The idea that drivers are "the cash cows of our society" is wrong, the authors write: "On the contrary, it must be stated that car traffic in the EU is highly subsidised by other people and other regions and will be by future generations: residents along an arterial road, taxpayers, elderly people who do not own cars, neighbouring countries, and children, grandchildren and all future generations subsidise today's traffic."
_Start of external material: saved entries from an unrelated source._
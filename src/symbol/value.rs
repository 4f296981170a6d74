//! The payloads that the pool interns.
//!
//! A Symbol's string and numeric parts are interned separately, each as one
//! [`AtomValue`]. A numeric part is interned as its point vector only: a
//! scalar `v` is the vector `[(v, v)]`, so a scalar, a point and a one-point
//! sequence with the same coordinates share one entry. The kind lives in the
//! Symbol handle.
//!
//! Floats are stored canonicalized (`-0.0` folded to `0.0`, all NaNs folded
//! to one NaN) so that bitwise equality is value equality and the pool never
//! holds two entries for the same number.

use std::cmp::Ordering;
use std::fmt;
use std::hash::{Hash, Hasher};

use crate::errors::ValueKind;
use crate::geometry::Point;

/// Which numeric shape a Symbol carries.
#[derive(Debug, Clone, Copy, PartialEq, Eq, Hash, PartialOrd, Ord)]
pub enum NumericKind {
    /// One number, stored as the point `(value, value)`
    Scalar,
    /// One point
    Point,
    /// Any number of points
    PointSequence,
}

impl From<NumericKind> for ValueKind {
    fn from(kind: NumericKind) -> ValueKind {
        match kind {
            NumericKind::Scalar => ValueKind::Scalar,
            NumericKind::Point => ValueKind::Point,
            NumericKind::PointSequence => ValueKind::PointSequence,
        }
    }
}

fn canonical(v: f64) -> f64 {
    if v == 0.0 {
        0.0
    } else if v.is_nan() {
        f64::NAN
    } else {
        v
    }
}

fn canonical_point(p: Point) -> Point {
    Point::new(canonical(p.x), canonical(p.y))
}

#[derive(Debug)]
pub(crate) enum AtomValue {
    Text(Box<str>),
    Numeric(Box<[Point]>),
}

impl AtomValue {
    pub(crate) fn text(text: &str) -> AtomValue {
        AtomValue::Text(text.into())
    }

    pub(crate) fn scalar(value: f64) -> AtomValue {
        let value = canonical(value);
        AtomValue::Numeric(Box::new([Point::new(value, value)]))
    }

    pub(crate) fn point(p: Point) -> AtomValue {
        AtomValue::Numeric(Box::new([canonical_point(p)]))
    }

    pub(crate) fn points(points: Vec<Point>) -> AtomValue {
        AtomValue::Numeric(points.into_iter().map(canonical_point).collect())
    }

    pub(crate) fn as_text(&self) -> Option<&str> {
        match self {
            AtomValue::Text(text) => Some(text),
            AtomValue::Numeric(_) => None,
        }
    }

    pub(crate) fn as_points(&self) -> Option<&[Point]> {
        match self {
            AtomValue::Text(_) => None,
            AtomValue::Numeric(points) => Some(points),
        }
    }
}

// Floats are canonical, so bit patterns decide equality.
impl PartialEq for AtomValue {
    fn eq(&self, other: &AtomValue) -> bool {
        match (self, other) {
            (AtomValue::Text(a), AtomValue::Text(b)) => a == b,
            (AtomValue::Numeric(pa), AtomValue::Numeric(pb)) => {
                pa.len() == pb.len()
                    && pa.iter().zip(pb.iter()).all(|(a, b)| {
                        a.x.to_bits() == b.x.to_bits() && a.y.to_bits() == b.y.to_bits()
                    })
            }
            _ => false,
        }
    }
}

impl Eq for AtomValue {}

impl Hash for AtomValue {
    fn hash<H: Hasher>(&self, state: &mut H) {
        match self {
            AtomValue::Text(text) => {
                state.write_u8(0);
                text.hash(state);
            }
            AtomValue::Numeric(points) => {
                state.write_u8(1);
                state.write_usize(points.len());
                for p in points.iter() {
                    state.write_u64(p.x.to_bits());
                    state.write_u64(p.y.to_bits());
                }
            }
        }
    }
}

/// Numbers sort before text. Numbers compare point by point (x, then y),
/// then by length.
impl Ord for AtomValue {
    fn cmp(&self, other: &AtomValue) -> Ordering {
        match (self, other) {
            (AtomValue::Text(a), AtomValue::Text(b)) => a.cmp(b),
            (AtomValue::Numeric(_), AtomValue::Text(_)) => Ordering::Less,
            (AtomValue::Text(_), AtomValue::Numeric(_)) => Ordering::Greater,
            (AtomValue::Numeric(pa), AtomValue::Numeric(pb)) => pa
                .iter()
                .zip(pb.iter())
                .map(|(a, b)| a.x.total_cmp(&b.x).then(a.y.total_cmp(&b.y)))
                .find(|ord| ord.is_ne())
                .unwrap_or_else(|| pa.len().cmp(&pb.len())),
        }
    }
}

impl PartialOrd for AtomValue {
    fn partial_cmp(&self, other: &AtomValue) -> Option<Ordering> {
        Some(self.cmp(other))
    }
}

/// A numeric payload rendered as the kind it was built as.
///
/// Canonical text: `42`, `(32, 44)`, `[(0, 0), (1, 2)]`.
pub(crate) struct NumericText<'a> {
    pub(crate) kind: NumericKind,
    pub(crate) points: &'a [Point],
}

impl fmt::Display for NumericText<'_> {
    fn fmt(&self, f: &mut fmt::Formatter<'_>) -> fmt::Result {
        match (self.kind, self.points) {
            (NumericKind::Scalar, [p]) => write!(f, "{}", p.x),
            (NumericKind::Point, [p]) => write!(f, "{p}"),
            (_, points) => {
                f.write_str("[")?;
                for (i, p) in points.iter().enumerate() {
                    if i > 0 {
                        f.write_str(", ")?;
                    }
                    write!(f, "{p}")?;
                }
                f.write_str("]")
            }
        }
    }
}

impl fmt::Display for AtomValue {
    fn fmt(&self, f: &mut fmt::Formatter<'_>) -> fmt::Result {
        match self {
            AtomValue::Text(text) => f.write_str(text),
            AtomValue::Numeric(points) => {
                let text = NumericText { kind: NumericKind::PointSequence, points };
                fmt::Display::fmt(&text, f)
            }
        }
    }
}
The study, The True Costs of Automobility, accepts that such calculations necessarily have an element of approximation but give an important overall picture. In a national breakdown it says UK drivers accounted for £48bn of costs, second only to Germany, or about £815 per person per year.

 

The figures deliberately do not offset motoring-connected taxes unless they are specifically ringfenced for car use, for example a motorway toll where the money is set aside for highway maintenance. The authors argue that other motoring levies form part of the general tax pot and are no more reserved for the impact of cars than alcohol duties are reserved for healthcare or policing drink-fuelled disorder.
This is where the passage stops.